Si miro mi niñez y adolescencia no logro encontrar qué fue lo que pasó con mi auto imagen, cuándo dejé de amarme y de encontrarme bonita. Recuerdo mis primeras fiestas a los 13 años y veo cómo me costaba elegir la ropa adecuada y sentía que nada me quedaba bien. Pasaba horas llorando y odiándome. De niña fui objetivamente rellenita e hice mi primera dieta -con supervisión médica y de mi mamá- a los nueve años. Ahora lo pienso y lo veo como una locura. ¡Tenía 9 años! Pero crecí en los 90s y 2000s, tiempo en que los estereotipos físicos para las mujeres fueron muy fuertes y que me llevaron a pensar que si no lograba ser flaca y linda, por más inteligente que fuese -nunca he dudado de mi inteligencia-, no iba a encontrar a alguien que me amara. Qué equivocada estaba.
Crecí así; entre mil dietas y haciendo ejercicio por obligación, no para ser sana o fuerte, sino contando calorías y odiando lo que veía en el espejo. Además, tenía una presión enorme porque estudiaba en un colegio donde había muchas niñas que calzaban en el canon de belleza caucásica: rubias, altas, delgadas. Al moverme en ese círculo, sentía mucha más presión por adelgazar. Pero nunca hice una introspección ni fui capaz de aprender a amarme, de amar a mi cuerpo. Siempre lo odié.

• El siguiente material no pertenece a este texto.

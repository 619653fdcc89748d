//! Character counting and split-point helpers shared by packing and overlap.

use unicode_segmentation::UnicodeSegmentation;

/// Length in characters (Unicode scalar values)
#[inline]
pub(crate) fn char_len(text: &str) -> usize {
    text.chars().count()
}

/// Byte offset of the `n`-th character, or `text.len()` past the end
pub(crate) fn byte_offset(text: &str, n: usize) -> usize {
    text.char_indices().nth(n).map_or(text.len(), |(idx, _)| idx)
}

/// Byte spans of inline code (`` `...` ``, matched by equal backtick runs)
pub(crate) fn inline_code_spans(text: &str) -> Vec<(usize, usize)> {
    let bytes = text.as_bytes();
    let run_at = |i: usize| bytes[i..].iter().take_while(|&&b| b == b'`').count();

    let mut spans = Vec::new();
    let mut i = 0;
    while i < bytes.len() {
        if bytes[i] != b'`' {
            i += 1;
            continue;
        }
        let open = run_at(i);
        let mut j = i + open;
        let mut close = None;
        while j < bytes.len() {
            if bytes[j] == b'`' {
                let run = run_at(j);
                if run == open {
                    close = Some(j + run);
                    break;
                }
                j += run;
            } else {
                j += 1;
            }
        }
        match close {
            Some(end) => {
                spans.push((i, end));
                i = end;
            }
            None => i += open,
        }
    }
    spans
}

fn outside(spans: &[(usize, usize)], point: usize) -> bool {
    let next = spans.partition_point(|&(_, end)| end <= point);
    spans.get(next).map_or(true, |&(start, _)| point <= start)
}

fn at_whitespace(text: &str, point: usize) -> bool {
    text[..point].ends_with(char::is_whitespace) || text[point..].starts_with(char::is_whitespace)
}

/// Sentence boundaries (byte offsets, exclusive of 0 and `len`) that do not
/// fall inside inline code. Line breaks and blank lines count as boundaries.
pub(crate) fn sentence_points(text: &str) -> Vec<usize> {
    let spans = inline_code_spans(text);
    text.split_sentence_bound_indices()
        .map(|(idx, _)| idx)
        .filter(|&idx| idx > 0 && idx < text.len() && outside(&spans, idx))
        .collect()
}

/// Whitespace word boundaries (byte offsets, exclusive of 0 and `len`)
/// outside inline code
pub(crate) fn word_points(text: &str) -> Vec<usize> {
    let spans = inline_code_spans(text);
    text.split_word_bound_indices()
        .map(|(idx, _)| idx)
        .filter(|&idx| {
            idx > 0 && idx < text.len() && at_whitespace(text, idx) && outside(&spans, idx)
        })
        .collect()
}

/// Characters segmented past the budget, so boundaries at the limit (and
/// the whitespace before them) resolve as they would on the full text.
const LOOKAHEAD_CHARS: usize = 64;

/// Cuts one paragraph into budget-sized pieces.
///
/// Inline code is located once; each cut only segments the budget window,
/// so splitting a paragraph is linear in its length.
pub(crate) struct Splitter<'a> {
    text: &'a str,
    code: Vec<(usize, usize)>,
}

impl<'a> Splitter<'a> {
    pub(crate) fn new(text: &'a str) -> Self {
        Self {
            text,
            code: inline_code_spans(text),
        }
    }

    pub(crate) const fn text(&self) -> &'a str {
        self.text
    }

    /// Where to cut `text[from..]` so the trimmed head fits `limit` characters.
    ///
    /// Returns an absolute byte offset. Sentence boundaries win, whitespace
    /// boundaries come next, and with `allow_char_cut` a raw cut at `limit`
    /// is the last resort.
    pub(crate) fn cut(&self, from: usize, limit: usize, allow_char_cut: bool) -> Option<usize> {
        if limit == 0 {
            return None;
        }
        let rest = &self.text[from..];
        let window = &rest[..byte_offset(rest, limit + LOOKAHEAD_CHARS)];

        let sentences = window.split_sentence_bound_indices().map(|(idx, _)| idx);
        if let Some(p) = self.best_fit(from, window, sentences, limit) {
            return Some(from + p);
        }
        let words = window
            .split_word_bound_indices()
            .map(|(idx, _)| idx)
            .filter(|&idx| idx > 0 && at_whitespace(window, idx));
        if let Some(p) = self.best_fit(from, window, words, limit) {
            return Some(from + p);
        }
        allow_char_cut.then(|| from + byte_offset(rest, limit))
    }

    /// Last point whose trimmed prefix fits `limit`, counting characters as
    /// the points advance.
    fn best_fit(
        &self,
        from: usize,
        window: &str,
        points: impl Iterator<Item = usize>,
        limit: usize,
    ) -> Option<usize> {
        let mut best = None;
        let mut counted = 0;
        let mut chars = 0;
        for point in points.filter(|&p| p > 0) {
            chars += char_len(&window[counted..point]);
            counted = point;

            let head = window[..point].trim_end();
            let head_chars = chars - char_len(&window[head.len()..point]);
            if head_chars > limit {
                break;
            }
            if !head.is_empty() && outside(&self.code, from + point) {
                best = Some(point);
            }
        }
        best
    }
}

/// True when `text` has at most `limit` characters, without counting past it
pub(crate) fn fits(text: &str, limit: usize) -> bool {
    text.chars().nth(limit).is_none()
}

/// Start offset of the last `max_chars` characters of `text`, moved forward
/// to the first sentence (or, failing that, word) boundary inside the window.
pub(crate) fn tail_start(text: &str, max_chars: usize) -> usize {
    let total = char_len(text);
    if total <= max_chars {
        return 0;
    }
    let window = byte_offset(text, total - max_chars);
    sentence_points(text)
        .into_iter()
        .find(|&p| p >= window)
        .or_else(|| word_points(text).into_iter().find(|&p| p >= window))
        .unwrap_or(window)
}

#[cfg(test)]
mod tests {
    use super::*;
    use pretty_assertions::assert_eq;

    #[test]
    fn test_char_len_counts_scalars() {
        assert_eq!(char_len("héllo"), 5);
        assert_eq!(byte_offset("héllo", 2), 3);
        assert_eq!(byte_offset("abc", 10), 3);
    }

    #[test]
    fn test_inline_code_spans() {
        let text = "use `a. b` and ``x ` y`` then `open";
        let spans = inline_code_spans(text);
        assert_eq!(spans.len(), 2);
        assert_eq!(&text[spans[0].0..spans[0].1], "`a. b`");
        assert_eq!(&text[spans[1].0..spans[1].1], "``x ` y``");
    }

    #[test]
    fn sentence_points_skip_inline_code() {
        let text = "Call `obj.run(). Then` now. Next sentence.";
        let points = sentence_points(text);
        assert!(points.iter().all(|&p| !(6..22).contains(&p)));
        assert!(points.contains(&text.find("Next").unwrap()));
    }

    #[test]
    fn cut_prefers_sentences() {
        let splitter = Splitter::new("One two. Three four five six.");
        let cut = splitter.cut(0, 12, false).unwrap();
        assert_eq!(splitter.text()[..cut].trim_end(), "One two.");
    }

    #[test]
    fn cut_falls_back_to_whitespace_then_chars() {
        let splitter = Splitter::new("alpha beta gamma. delta");
        let cut = splitter.cut(0, 12, false).unwrap();
        assert_eq!(splitter.text()[..cut].trim_end(), "alpha beta");

        let blob = "x".repeat(30);
        let splitter = Splitter::new(&blob);
        assert_eq!(splitter.cut(0, 10, false), None);
        assert_eq!(splitter.cut(0, 10, true), Some(10));
    }

    #[test]
    fn cut_is_relative_to_offset_and_skips_inline_code() {
        let text = "Lead in. Run `a. b c` first. Then rest.";
        let splitter = Splitter::new(text);
        let from = text.find("Run").unwrap();
        let cut = splitter.cut(from, 10, false).unwrap();
        // Spaces inside the inline code are not cut points.
        assert_eq!(text[from..cut].trim_end(), "Run");
    }

    #[test]
    fn cut_only_segments_the_window() {
        let text = "Short sentence here. ".repeat(20_000);
        let splitter = Splitter::new(&text);
        let cut = splitter.cut(0, 100, false).unwrap();
        assert!(char_len(text[..cut].trim_end()) <= 100);
        assert!(cut >= 80);
    }

    #[test]
    fn test_fits() {
        assert!(fits("abc", 3));
        assert!(!fits("abcd", 3));
        assert!(fits("", 0));
    }

    #[test]
    fn tail_starts_at_sentence() {
        let text = "First sentence here. Second one. Third.";
        let start = tail_start(text, 20);
        assert_eq!(&text[start..], "Second one. Third.");
        assert_eq!(tail_start("short", 20), 0);
    }
}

Conocí a un hombre maravilloso en las vacaciones de invierno de mi primer año de universidad. Uno que nunca me exigió nada, que siempre me comentó lo linda que me encontraba. Y hemos estado juntos por 11 años, en los que he tenido muchas variaciones de peso y de amor propio. Él en este tiempo me ha amado incondicionalmente, sin nunca hacer un comentario negativo de mi cuerpo o apariencia.

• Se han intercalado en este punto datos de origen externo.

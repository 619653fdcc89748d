use crate::overlap::OverlappedChunk;
use crate::text::char_len;
use crate::types::{Chunk, ChunkMetadata, ChunkType};
use std::collections::BTreeMap;

/// Turn overlapped chunks into final [`Chunk`]s with full metadata.
///
/// Indices are assigned in document order; every chunk gets a copy of the
/// source metadata.
#[must_use]
pub fn annotate(chunks: Vec<OverlappedChunk>, source: &BTreeMap<String, String>) -> Vec<Chunk> {
    let total_chunks = chunks.len();

    chunks
        .into_iter()
        .enumerate()
        .map(|(chunk_index, chunk)| {
            let OverlappedChunk {
                packed,
                content,
                overlap_chars,
            } = chunk;

            let chunk_type = if packed.has_code {
                ChunkType::Code
            } else if packed.header_only {
                ChunkType::Header
            } else {
                ChunkType::Text
            };

            let metadata = ChunkMetadata {
                section_title: packed.section.title,
                section_level: packed.section.level,
                section_path: packed.section.path,
                chunk_type,
                language: packed.language,
                has_code: packed.has_code,
                contained_functions: packed.functions,
                contained_classes: packed.classes,
                chunk_index,
                total_chunks,
                oversized: packed.oversized,
                unterminated: packed.unterminated,
                char_count: char_len(&content),
                overlap_chars,
                source: source.clone(),
            };
            Chunk::new(content, metadata)
        })
        .collect()
}

#[cfg(test)]
mod tests {
    use super::*;
    use crate::packer::{PackedChunk, SectionState};
    use pretty_assertions::assert_eq;

    fn overlapped(packed: PackedChunk, prefix: Option<&str>) -> OverlappedChunk {
        match prefix {
            Some(prefix) => OverlappedChunk {
                content: format!("{prefix}\n\n{}", packed.content),
                overlap_chars: char_len(prefix),
                packed,
            },
            None => OverlappedChunk {
                content: packed.content.clone(),
                overlap_chars: 0,
                packed,
            },
        }
    }

    #[test]
    fn assigns_types_indices_and_source() {
        let header = PackedChunk {
            content: "# Title".to_string(),
            header_only: true,
            section: SectionState {
                title: Some("Title".to_string()),
                level: 1,
                path: vec!["Title".to_string()],
            },
            ..Default::default()
        };
        let code = PackedChunk {
            content: "```py\nx = 1\n```".to_string(),
            has_code: true,
            language: Some("py".to_string()),
            ..Default::default()
        };
        let text = PackedChunk {
            content: "Plain words.".to_string(),
            ..Default::default()
        };

        let mut source = BTreeMap::new();
        source.insert("url".to_string(), "https://docs.example.com".to_string());

        let chunks = annotate(
            vec![
                overlapped(header, None),
                overlapped(code, None),
                overlapped(text, Some("Tail.")),
            ],
            &source,
        );

        let types: Vec<_> = chunks.iter().map(|c| c.metadata.chunk_type).collect();
        assert_eq!(types, vec![ChunkType::Header, ChunkType::Code, ChunkType::Text]);
        for (i, chunk) in chunks.iter().enumerate() {
            assert_eq!(chunk.metadata.chunk_index, i);
            assert_eq!(chunk.metadata.total_chunks, 3);
            assert_eq!(chunk.metadata.source, source);
        }
        assert_eq!(chunks[0].metadata.section_title.as_deref(), Some("Title"));
        assert_eq!(chunks[1].metadata.language.as_deref(), Some("py"));
        assert_eq!(chunks[2].metadata.overlap_chars, 5);
        assert_eq!(chunks[2].metadata.char_count, "Tail.\n\nPlain words.".len());
        assert_eq!(chunks[2].body(), "Plain words.");
    }

    #[test]
    fn empty_input_yields_no_chunks() {
        assert!(annotate(Vec::new(), &BTreeMap::new()).is_empty());
    }
}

Cuando llevábamos cuatro años casados, sentí que era el momento de dar un paso más allá y decidimos ser papás. Y fue rápido. No alcancé ni a ponerme en campaña cuando estaba embarazada. Eso hizo que volvieran todos mis fantasmas respecto a mi cuerpo. Estuve un buen tiempo preguntándome cuánto engordaré, lograré bajar de peso después, qué debo comer. Como siempre he pasado de ciclos de dietas muy estrictas a frustraciones donde me libero y como de todo (siempre con culpa), en el embarazo no sabía cómo alimentarme, y entonces me di varios permisos con la comida. Pero desde el nacimiento de mi hijo no soy la misma. Y no lo digo por la maternidad, que evidentemente es lo más desafiante, cansador e intenso en emociones que he vivido; lo digo porque el parto me cambió para siempre. Fue ese hecho revelador lo que necesitaba para empezar a mirarme como un ser integral.
El trabajo de parto fue rápido. Empecé con dolores que se fueron intensificando a las 5:30 am. Y lo único que me alivió fue la tina tibia. Y es que es por lejos el dolor más intenso que he sentido en mi vida. Mi marido me decía que fuéramos a la clínica, pero yo tenía miedo a que me enviaran de vuelta porque siempre me visualicé como alguien débil en lo emocional y en lo físico, como alguien incapaz de tolerar ningún dolor. Horas después, llegamos a Urgencias y mientras él se estacionaba, me atendieron. Fue ahí cuando la matrona me dijo impresionada: "Le veo el pelo a tu guagua, ya tienes 8 centímetros de dilatación". Quedé impactada. Nunca pensé que era capaz de aguantar tanto y que llegaría tan avanzada. Rogué por anestesia y cuál película me sentaron en una silla de ruedas y corrieron conmigo hacia la sala integral de parto.
Cuando estuve lista, empecé a pujar y de nuevo sentí que no era capaz. Grité que no podía, pero el doctor me dijo: "Está acá, sácalo". Y yo misma terminé de hacerlo. Mi hijo estaba húmedo y tibio, y por primera vez en mi vida sentí empoderamiento en mi cuerpo. Con su nacimiento no solo nació mi amor por él y mi nuevo rol como mamá, sino que también renací yo como mujer.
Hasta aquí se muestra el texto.